▶ _What the task requires_: A verbatim copy of the entries is the required answer.

*** Material provided Section Begins ***

//! The insertion-ordered, identity-keyed device collection.
//!
//! Each discovery source gets its own roster. Folding every sighting
//! through [`DeviceRoster::observe`] guarantees the two dedup
//! invariants: no two records share an identity key, and a record's
//! position in the externally observable list never changes once it
//! has been appended. Both hold under arbitrary interleavings of new
//! and repeat sightings.

use std::collections::HashMap;

use super::device::{Device, IdentityKey, Sighting};

/// Ordered device records, deduplicated by identity key.
///
/// Lookup is a `HashMap` from identity key to position; the records
/// themselves live in a `Vec` so first-seen order is preserved.
#[derive(Debug, Default)]
pub struct DeviceRoster {
    devices: Vec<Device>,
    index: HashMap<IdentityKey, usize>,
}

impl DeviceRoster {
    pub fn new() -> Self {
        Self::default()
    }

    /// Folds one sighting into the roster.
    ///
    /// A previously-unseen identity appends a new record; a known
    /// identity refreshes the existing record's mutable fields in
    /// place. Returns the affected record either way.
    pub fn observe(&mut self, sighting: &Sighting) -> &Device {
        let key = sighting.identity_key();
        let position = match self.index.get(&key).copied() {
            Some(position) => {
                self.devices[position].refresh(sighting);
                position
            }
            None => {
                self.devices.push(Device::from_sighting(sighting));
                let position = self.devices.len() - 1;
                self.index.insert(key, position);
                position
            }
        };
        &self.devices[position]
    }

    /// Records in discovery order.
    pub fn devices(&self) -> &[Device] {
        &self.devices
    }

    pub fn get(&self, key: &IdentityKey) -> Option<&Device> {
        self.index.get(key).map(|&position| &self.devices[position])
    }

    pub fn len(&self) -> usize {
        self.devices.len()
    }

    pub fn is_empty(&self) -> bool {
        self.devices.is_empty()
    }

    /// Consumes the roster, yielding the records in discovery order.
    pub fn into_devices(self) -> Vec<Device> {
        self.devices
    }
}

// ── Tests ─────────────────────────────────────────────────────────────────────

#[cfg(test)]
mod tests {
    use super::*;
    use crate::domain::device::DeviceDetails;
    use std::net::IpAddr;
    use uuid::Uuid;

    fn radio_sighting(peripheral_id: Uuid, rssi: i16) -> Sighting {
        Sighting::ShortRange {
            peripheral_id,
            local_name: None,
            rssi,
        }
    }

    fn host_sighting(address: &str) -> Sighting {
        Sighting::LocalNetwork {
            address: address.parse().unwrap(),
            hardware_address: None,
            hostname: None,
        }
    }

    #[test]
    fn test_new_identity_appends_record() {
        let mut roster = DeviceRoster::new();

        roster.observe(&radio_sighting(Uuid::new_v4(), -60));
        roster.observe(&radio_sighting(Uuid::new_v4(), -70));

        assert_eq!(roster.len(), 2);
    }

    #[test]
    fn test_repeat_sighting_updates_in_place() {
        // Arrange
        let mut roster = DeviceRoster::new();
        let peripheral_id = Uuid::new_v4();
        roster.observe(&radio_sighting(peripheral_id, -60));

        // Act – the same identity seen again with a stronger signal
        roster.observe(&radio_sighting(peripheral_id, -40));

        // Assert – one record, refreshed strength
        assert_eq!(roster.len(), 1, "repeat sighting must not duplicate");
        let device = roster
            .get(&IdentityKey::Peripheral(peripheral_id))
            .expect("record must exist");
        assert_eq!(
            device.details,
            DeviceDetails::ShortRange {
                peripheral_id,
                rssi: -40
            }
        );
    }

    #[test]
    fn test_record_position_survives_updates() {
        // Arrange – three peripherals in a known order
        let mut roster = DeviceRoster::new();
        let first = Uuid::new_v4();
        let second = Uuid::new_v4();
        let third = Uuid::new_v4();
        roster.observe(&radio_sighting(first, -50));
        roster.observe(&radio_sighting(second, -60));
        roster.observe(&radio_sighting(third, -70));

        // Act – refresh the first and second out of order
        roster.observe(&radio_sighting(second, -55));
        roster.observe(&radio_sighting(first, -45));

        // Assert – first-seen order is unchanged
        let keys: Vec<IdentityKey> = roster.devices().iter().map(|d| d.identity_key()).collect();
        assert_eq!(
            keys,
            vec![
                IdentityKey::Peripheral(first),
                IdentityKey::Peripheral(second),
                IdentityKey::Peripheral(third),
            ]
        );
    }

    #[test]
    fn test_record_identity_survives_updates() {
        let mut roster = DeviceRoster::new();
        let peripheral_id = Uuid::new_v4();
        let original = roster.observe(&radio_sighting(peripheral_id, -60)).id;

        let refreshed = roster.observe(&radio_sighting(peripheral_id, -40)).id;

        assert_eq!(original, refreshed, "record id must be stable");
    }

    #[test]
    fn test_hosts_deduplicate_by_address() {
        let mut roster = DeviceRoster::new();

        roster.observe(&host_sighting("192.168.1.10"));
        roster.observe(&host_sighting("192.168.1.11"));
        roster.observe(&host_sighting("192.168.1.10"));

        assert_eq!(roster.len(), 2);
    }

    #[test]
    fn test_interleaved_sightings_have_unique_keys() {
        // Arrange – an arbitrary interleaving of repeats and new identities
        let mut roster = DeviceRoster::new();
        let a = Uuid::new_v4();
        let b = Uuid::new_v4();
        let sightings = [
            radio_sighting(a, -60),
            radio_sighting(b, -80),
            radio_sighting(a, -59),
            radio_sighting(b, -78),
            radio_sighting(a, -58),
        ];

        // Act
        for sighting in &sightings {
            roster.observe(sighting);
        }

        // Assert – no duplicate identity keys in the final set
        let mut keys: Vec<IdentityKey> =
            roster.devices().iter().map(|d| d.identity_key()).collect();
        let total = keys.len();
        keys.sort_by_key(|k| format!("{k}"));
        keys.dedup();
        assert_eq!(keys.len(), total, "identity keys must be unique");
        assert_eq!(total, 2);
    }

    #[test]
    fn test_into_devices_preserves_order() {
        let mut roster = DeviceRoster::new();
        roster.observe(&host_sighting("10.0.0.1"));
        roster.observe(&host_sighting("10.0.0.2"));

        let devices = roster.into_devices();

        let addresses: Vec<IpAddr> = devices
            .iter()
            .map(|d| match d.details {
                DeviceDetails::LocalNetwork { address, .. } => address,
                _ => unreachable!(),
            })
            .collect();
        assert_eq!(
            addresses,
            vec!["10.0.0.1".parse::<IpAddr>().unwrap(), "10.0.0.2".parse().unwrap()]
        );
    }
}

*** Material provided Section Ends ***

▶ _Result of this task_:
//! The insertion-ordered, identity-keyed device collection.
//!
//! Each discovery source gets its own roster. Folding every sighting
//! through [`DeviceRoster::observe`] guarantees the two dedup
//! invariants: no two records share an identity key, and a record's
//! position in the externally observable list never changes once it
//! has been appended. Both hold under arbitrary interleavings of new
//! and repeat sightings.

use std::collections::HashMap;

use super::device::{Device, IdentityKey, Sighting};

/// Ordered device records, deduplicated by identity key.
///
/// Lookup is a `HashMap` from identity key to position; the records
/// themselves live in a `Vec` so first-seen order is preserved.
#[derive(Debug, Default)]
pub struct DeviceRoster {
    devices: Vec<Device>,
    index: HashMap<IdentityKey, usize>,
}

impl DeviceRoster {
    pub fn new() -> Self {
        Self::default()
    }

    /// Folds one sighting into the roster.
    ///
    /// A previously-unseen identity appends a new record; a known
    /// identity refreshes the existing record's mutable fields in
    /// place. Returns the affected record either way.
    pub fn observe(&mut self, sighting: &Sighting) -> &Device {
        let key = sighting.identity_key();
        let position = match self.index.get(&key).copied() {
            Some(position) => {
                self.devices[position].refresh(sighting);
                position
            }
            None => {
                self.devices.push(Device::from_sighting(sighting));
                let position = self.devices.len() - 1;
                self.index.insert(key, position);
                position
            }
        };
        &self.devices[position]
    }

    /// Records in discovery order.
    pub fn devices(&self) -> &[Device] {
        &self.devices
    }

    pub fn get(&self, key: &IdentityKey) -> Option<&Device> {
        self.index.get(key).map(|&position| &self.devices[position])
    }

    pub fn len(&self) -> usize {
        self.devices.len()
    }

    pub fn is_empty(&self) -> bool {
        self.devices.is_empty()
    }

    /// Consumes the roster, yielding the records in discovery order.
    pub fn into_devices(self) -> Vec<Device> {
        self.devices
    }
}

// ── Tests ─────────────────────────────────────────────────────────────────────

#[cfg(test)]
mod tests {
    use super::*;
    use crate::domain::device::DeviceDetails;
    use std::net::IpAddr;
    use uuid::Uuid;

    fn radio_sighting(peripheral_id: Uuid, rssi: i16) -> Sighting {
        Sighting::ShortRange {
            peripheral_id,
            local_name: None,
            rssi,
        }
    }

    fn host_sighting(address: &str) -> Sighting {
        Sighting::LocalNetwork {
            address: address.parse().unwrap(),
            hardware_address: None,
            hostname: None,
        }
    }

    #[test]
    fn test_new_identity_appends_record() {
        let mut roster = DeviceRoster::new();

        roster.observe(&radio_sighting(Uuid::new_v4(), -60));
        roster.observe(&radio_sighting(Uuid::new_v4(), -70));

        assert_eq!(roster.len(), 2);
    }

    #[test]
    fn test_repeat_sighting_updates_in_place() {
        // Arrange
        let mut roster = DeviceRoster::new();
        let peripheral_id = Uuid::new_v4();
        roster.observe(&radio_sighting(peripheral_id, -60));

        // Act – the same identity seen again with a stronger signal
        roster.observe(&radio_sighting(peripheral_id, -40));

        // Assert – one record, refreshed strength
        assert_eq!(roster.len(), 1, "repeat sighting must not duplicate");
        let device = roster
            .get(&IdentityKey::Peripheral(peripheral_id))
            .expect("record must exist");
        assert_eq!(
            device.details,
            DeviceDetails::ShortRange {
                peripheral_id,
                rssi: -40
            }
        );
    }

    #[test]
    fn test_record_position_survives_updates() {
        // Arrange – three peripherals in a known order
        let mut roster = DeviceRoster::new();
        let first = Uuid::new_v4();
        let second = Uuid::new_v4();
        let third = Uuid::new_v4();
        roster.observe(&radio_sighting(first, -50));
        roster.observe(&radio_sighting(second, -60));
        roster.observe(&radio_sighting(third, -70));

        // Act – refresh the first and second out of order
        roster.observe(&radio_sighting(second, -55));
        roster.observe(&radio_sighting(first, -45));

        // Assert – first-seen order is unchanged
        let keys: Vec<IdentityKey> = roster.devices().iter().map(|d| d.identity_key()).collect();
        assert_eq!(
            keys,
            vec![
                IdentityKey::Peripheral(first),
                IdentityKey::Peripheral(second),
                IdentityKey::Peripheral(third),
            ]
        );
    }

    #[test]
    fn test_record_identity_survives_updates() {
        let mut roster = DeviceRoster::new();
        let peripheral_id = Uuid::new_v4();
        let original = roster.observe(&radio_sighting(peripheral_id, -60)).id;

        let refreshed = roster.observe(&radio_sighting(peripheral_id, -40)).id;

        assert_eq!(original, refreshed, "record id must be stable");
    }

    #[test]
    fn test_hosts_deduplicate_by_address() {
        let mut roster = DeviceRoster::new();

        roster.observe(&host_sighting("192.168.1.10"));
        roster.observe(&host_sighting("192.168.1.11"));
        roster.observe(&host_sighting("192.168.1.10"));

        assert_eq!(roster.len(), 2);
    }

    #[test]
    fn test_interleaved_sightings_have_unique_keys() {
        // Arrange – an arbitrary interleaving of repeats and new identities
        let mut roster = DeviceRoster::new();
        let a = Uuid::new_v4();
        let b = Uuid::new_v4();
        let sightings = [
            radio_sighting(a, -60),
            radio_sighting(b, -80),
            radio_sighting(a, -59),
            radio_sighting(b, -78),
            radio_sighting(a, -58),
        ];

        // Act
        for sighting in &sightings {
            roster.observe(sighting);
        }

        // Assert – no duplicate identity keys in the final set
        let mut keys: Vec<IdentityKey> =
            roster.devices().iter().map(|d| d.identity_key()).collect();
        let total = keys.len();
        keys.sort_by_key(|k| format!("{k}"));
        keys.dedup();
        assert_eq!(keys.len(), total, "identity keys must be unique");
        assert_eq!(total, 2);
    }

    #[test]
    fn test_into_devices_preserves_order() {
        let mut roster = DeviceRoster::new();
        roster.observe(&host_sighting("10.0.0.1"));
        roster.observe(&host_sighting("10.0.0.2"));

        let devices = roster.into_devices();

        let addresses: Vec<IpAddr> = devices
            .iter()
            .map(|d| match d.details {
                DeviceDetails::LocalNetwork { address, .. } => address,
                _ => unreachable!(),
            })
            .collect();
        assert_eq!(
            addresses,
            vec!["10.0.0.1".parse::<IpAddr>().unwrap(), "10.0.0.2".parse().unwrap()]
        );
    }
}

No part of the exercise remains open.